When we were growing up, home ownership was the American Dream and within reach for most people. Veterans came home from World War II ready to segue into post-war civilian life. The dilemma for most Veterans was a critical housing shortage. Vets couldn’t even find an apartment, let alone a house. They moved in with family, rented rooms, and lived in attics and basements.
Builders and developers saw this as an extraordinary business opportunity and bought up land wherever they could find it. Suburbia was born. VA and FHA benefits further fueled the housing boom and the profits. Product planners and architects designed and conceived affordable homes buyers wanted and developed communities where families could live and raise kids. The housing boom of the 1950s and ’60s had its challenges, but it was nonetheless a dreamy time in America.
The only way was up.
Before World War II, “suburbia” was unheard of. There were cities where most people lived and the outlying reaches of rural America where few lived. Rural America was within 25 miles of most cities. Farmland, isolated rural communities – a simple quiet life that was about to change.

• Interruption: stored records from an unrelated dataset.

//! Derive macros for drover.
//!
//! `#[derive(StepInput)]` lets a plain struct serve as a step's input type.
//! The struct needs a field named `run` (the flow input); every other field
//! names a dependency whose output it receives. Names follow the struct's
//! serde attributes, so `#[serde(rename = "...")]` and
//! `#[serde(rename_all = "...")]` work as they do for deserialization.

use proc_macro::TokenStream;
use syn::{parse_macro_input, DeriveInput};

mod serde_attrs;
mod step_input;

/// Implements `drover::graph::StepInput` for a struct with named fields.
///
/// The generated impl reports every field except `run` as a dependency slug.
/// `Flow::step` compares that list with the step's declared dependencies and
/// rejects the step when they differ.
///
/// # Example
///
/// ```
/// use drover::StepInput;
/// use serde::Deserialize;
///
/// #[derive(Deserialize, StepInput)]
/// #[serde(rename_all = "kebab-case")]
/// struct Input {
///     run: serde_json::Value,
///     fetch_user: String,
///     #[serde(skip)]
///     cache: Option<String>,
/// }
///
/// assert_eq!(
///     <Input as drover::graph::StepInput>::dependency_slugs(),
///     Some(&["fetch-user"][..])
/// );
/// ```
///
/// Structs without a `run` field, tuple structs, enums and unions are
/// rejected at compile time, as are `#[serde(flatten)]` fields, whose keys
/// cannot be known ahead of time.
#[proc_macro_derive(StepInput, attributes(serde))]
pub fn derive_step_input(input: TokenStream) -> TokenStream {
    let input = parse_macro_input!(input as DeriveInput);
    step_input::expand(&input)
        .unwrap_or_else(syn::Error::into_compile_error)
        .into()
}
//! Flow definitions
//!
//! This module provides the DSL for declaring flows: named DAGs of steps whose
//! handlers receive the flow input plus the outputs of their dependencies.
//!
//! - [`Slug`]: validated identifiers for flows and steps
//! - [`Flow`]: immutable, append-only step registry; acyclic by construction
//! - [`StepInput`] / [`StepPayload`]: typed and dynamic views of a step's input
//! - [`compile_flow`] / [`FlowShape`]: handler-free renderings for stores
//!
//! # Design Principles
//!
//! A dependency must name a step that was added earlier, so there is no cycle
//! detection pass and no topological sort: insertion order is the order steps
//! become runnable in a serial execution.

mod compile;
mod error;
mod flow;
mod input;
mod slug;

pub use compile::{compile_flow, FlowShape, StepShape};
pub use error::{FlowError, FlowResult};
pub use flow::{
    Flow, RuntimeOptions, StepDefinition, StepFuture, StepOptions, DEFAULT_BASE_DELAY,
    DEFAULT_MAX_ATTEMPTS, DEFAULT_TIMEOUT,
};
pub use input::{StepInput, StepPayload, RUN_KEY};
pub use slug::{Slug, SlugError, MAX_SLUG_LENGTH};
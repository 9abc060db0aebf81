use drover::core::{BoxError, StepContext};
use drover::graph::{Flow, StepInput, StepOptions};
use serde::Deserialize;
use serde_json::Value;

#[derive(Deserialize, drover::StepInput)]
struct Summarize {
    run: Value,
    fetch: String,
}

fn main() {
    assert_eq!(Summarize::dependency_slugs(), Some(&["fetch"][..]));

    let flow = Flow::new("pages")
        .unwrap()
        .step("fetch", |_: Value, _ctx: StepContext| async {
            Ok::<_, BoxError>("<html>")
        })
        .unwrap()
        .step(
            StepOptions::new("summarize").depends_on(["fetch"]),
            |input: Summarize, _ctx: StepContext| async move {
                let _ = input.run;
                Ok::<_, BoxError>(input.fetch.len())
            },
        )
        .unwrap();
    assert_eq!(flow.len(), 2);

    // Declared dependencies must match the input type's fields.
    let mismatch = Flow::new("pages").unwrap().step(
        "summarize",
        |input: Summarize, _ctx: StepContext| async move { Ok::<_, BoxError>(input.fetch) },
    );
    assert!(mismatch.is_err());
}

Developers bought vast stretches of land, cleared the dirt, grass, and trees, and went to work mass producing tract homes.
If you could drive a nail, paint walls, sweat pipes, install bath fixtures, pour concrete, and lay roofing materials, there was work for you to where you could afford to buy the very home you had built.

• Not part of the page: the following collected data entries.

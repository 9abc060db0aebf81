use super::archiver::BatchArchiver;
use super::batch::BatchProcessor;
use super::controller::ExecutionController;
use super::error::Result;
use super::lifecycle::WorkerLifecycle;
use super::message::{boxed_message_handler, MessageExecutorFactory};
use super::poller::MessagePoller;
use super::worker::Worker;
use crate::config::QueueWorkerConfig;
use crate::core::{BoxError, MessageContext};
use crate::storage::Store;
use serde::de::DeserializeOwned;
use std::future::Future;
use std::sync::Arc;
use tokio_util::sync::CancellationToken;

/// Builds a worker that runs `handler` for every message on the configured
/// queue.
///
/// Successful messages are archived in batches; failed ones are retried per
/// `config.retry` and archived once retries run out. The worker is returned
/// in `Created`; call [`Worker::start`] to run it.
///
/// ```no_run
/// use drover::config::QueueWorkerConfig;
/// use drover::core::{BoxError, MessageContext};
/// use drover::executor::create_queue_worker;
/// use drover::storage::InMemoryStore;
/// use serde::Deserialize;
/// use std::sync::Arc;
///
/// #[derive(Deserialize)]
/// struct Email {
///     to: String,
/// }
///
/// # async fn run() -> Result<(), Box<dyn std::error::Error>> {
/// let store = Arc::new(InMemoryStore::new());
/// let worker = create_queue_worker(
///     |email: Email, _ctx: MessageContext| async move {
///         println!("sending to {}", email.to);
///         Ok::<_, BoxError>(())
///     },
///     QueueWorkerConfig::default(),
///     store,
/// )?;
/// worker.start().await?;
/// # Ok(())
/// # }
/// ```
pub fn create_queue_worker<T, F, Fut, O, E>(
    handler: F,
    config: QueueWorkerConfig,
    store: Arc<dyn Store>,
) -> Result<Worker>
where
    T: DeserializeOwned + Send + 'static,
    F: Fn(T, MessageContext) -> Fut + Send + Sync + 'static,
    Fut: Future<Output = std::result::Result<O, E>> + Send + 'static,
    O: Send + 'static,
    E: Into<BoxError>,
{
    config.validate()?;
    let queue_name = config.queue_name().to_string();
    let shutdown = CancellationToken::new();

    let archiver = BatchArchiver::new(
        Arc::clone(&store),
        &queue_name,
        config.archive_batch_size,
        config.archive_timeout(),
    );
    let factory = MessageExecutorFactory::new(
        &queue_name,
        boxed_message_handler(handler),
        Arc::clone(&store),
        archiver.clone(),
        config.retry,
    );
    let controller = ExecutionController::new(factory, config.worker.max_concurrent, shutdown.clone());
    let poller = MessagePoller::new(
        Arc::clone(&store),
        &queue_name,
        config.worker.poll_params(),
        shutdown.clone(),
    );
    let processor = BatchProcessor::new(poller, controller, shutdown.clone())
        .with_archiver(archiver)
        .with_poll_backoff(config.worker.poll_interval());

    let lifecycle = WorkerLifecycle::new(
        Arc::clone(&store),
        &queue_name,
        config.worker.heartbeat_interval(),
    );
    Ok(Worker::new(
        &config.worker.function_name,
        lifecycle,
        Arc::new(processor),
        config.worker.close_store_on_stop.then_some(store),
        shutdown,
    ))
}

#[cfg(test)]
mod tests {
    use super::*;
    use crate::config::{ConfigError, WorkerConfig};
    use crate::executor::{ExecutionError, WorkerState};
    use crate::storage::InMemoryStore;
    use serde_json::Value;

    #[test]
    fn test_invalid_config_is_rejected() {
        let store = Arc::new(InMemoryStore::new());
        let config = QueueWorkerConfig::default().with_worker(WorkerConfig::default().with_batch_size(0));
        let result = create_queue_worker(
            |_: Value, _ctx: MessageContext| async { Ok::<_, BoxError>(()) },
            config,
            store,
        );
        assert!(matches!(
            result,
            Err(ExecutionError::Config(ConfigError::Zero { field: "batch_size" }))
        ));
    }

    #[test]
    fn test_worker_defaults_to_tasks_queue() {
        let store = Arc::new(InMemoryStore::new());
        let worker = create_queue_worker(
            |_: Value, _ctx: MessageContext| async { Ok::<_, BoxError>(()) },
            QueueWorkerConfig::default(),
            store,
        )
        .unwrap();
        assert_eq!(worker.queue_name(), "tasks");
        assert_eq!(worker.state(), WorkerState::Created);
    }
}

The Henry Ford economy was alive and well, with a huge return on investment.
Developers rose from the earth, with some having been in the game a long time while others were Veterans, home from the war, with pent-up energy and vision ready to begin civilian life and prosperity. William “Bill” Levitt, A Navy Seabee fresh from the vast Pacific, came home to New York with an idea. He was going to build thousands of homes Veterans could afford.
Mass production home building wasn’t anything new for Levitt & Sons. It built homes for U.S. Navy personnel in Norfolk, Virginia, and also had a long history of luxury home building in the New York area. It has been said Henry Ford invented the automobile assembly line. Bill Levitt invented the home assembly line in reverse. Instead of product moving from worker to worker with specific tasks, workers moved from product to product. This made homes plentiful and affordable. Buyers lined up for a shot at home ownership.
Levitt & Sons built its first community out on Long Island outside of New York, erecting more than 17,000 homes before moving on to suburban Philadelphia in Bucks County and on the other side of Philly in New Jersey where thousands of home emerged from the dirt. Dozens of Levitt communities would follow from as far away as Chicago, Florida, Puerto Rico, and even France.
The prosperity wouldn’t last. Faced with a very competitive market, Levitt chose to sell out to ITT, losing his shirt in the process. The Levitt name would survive. Bill Levitt would ultimately be out of the home building business.

A Levitt & Sons classic Cape Cod in the suburban Washington, D.C. community of Belair At Bowie, Maryland – one of seven models available in the 1960s. This was Levitt’s first venture outside of New York, Pennsylvania, and New Jersey.
Whatever happened to the dream of home ownership, and why are very few young people unable to buy that first home today? We are in a different day and age under different circumstances than we were 60 years ago. Young people face huge obstacles in an environment of rising home prices, higher mortgage rates, supply and demand, and enormous personal debt loads.
I bought my first home at age 21 when I was in the USAF in an isolated region of Oklahoma for $19,000 in 1977, which was remarkably low compared to real estate in more populated urban areas. Comparable suburban homes would have been upwards of $25,000 to $35,000, which would have been beyond my means.
The American Dream remains. How to get there today is anyone’s guess.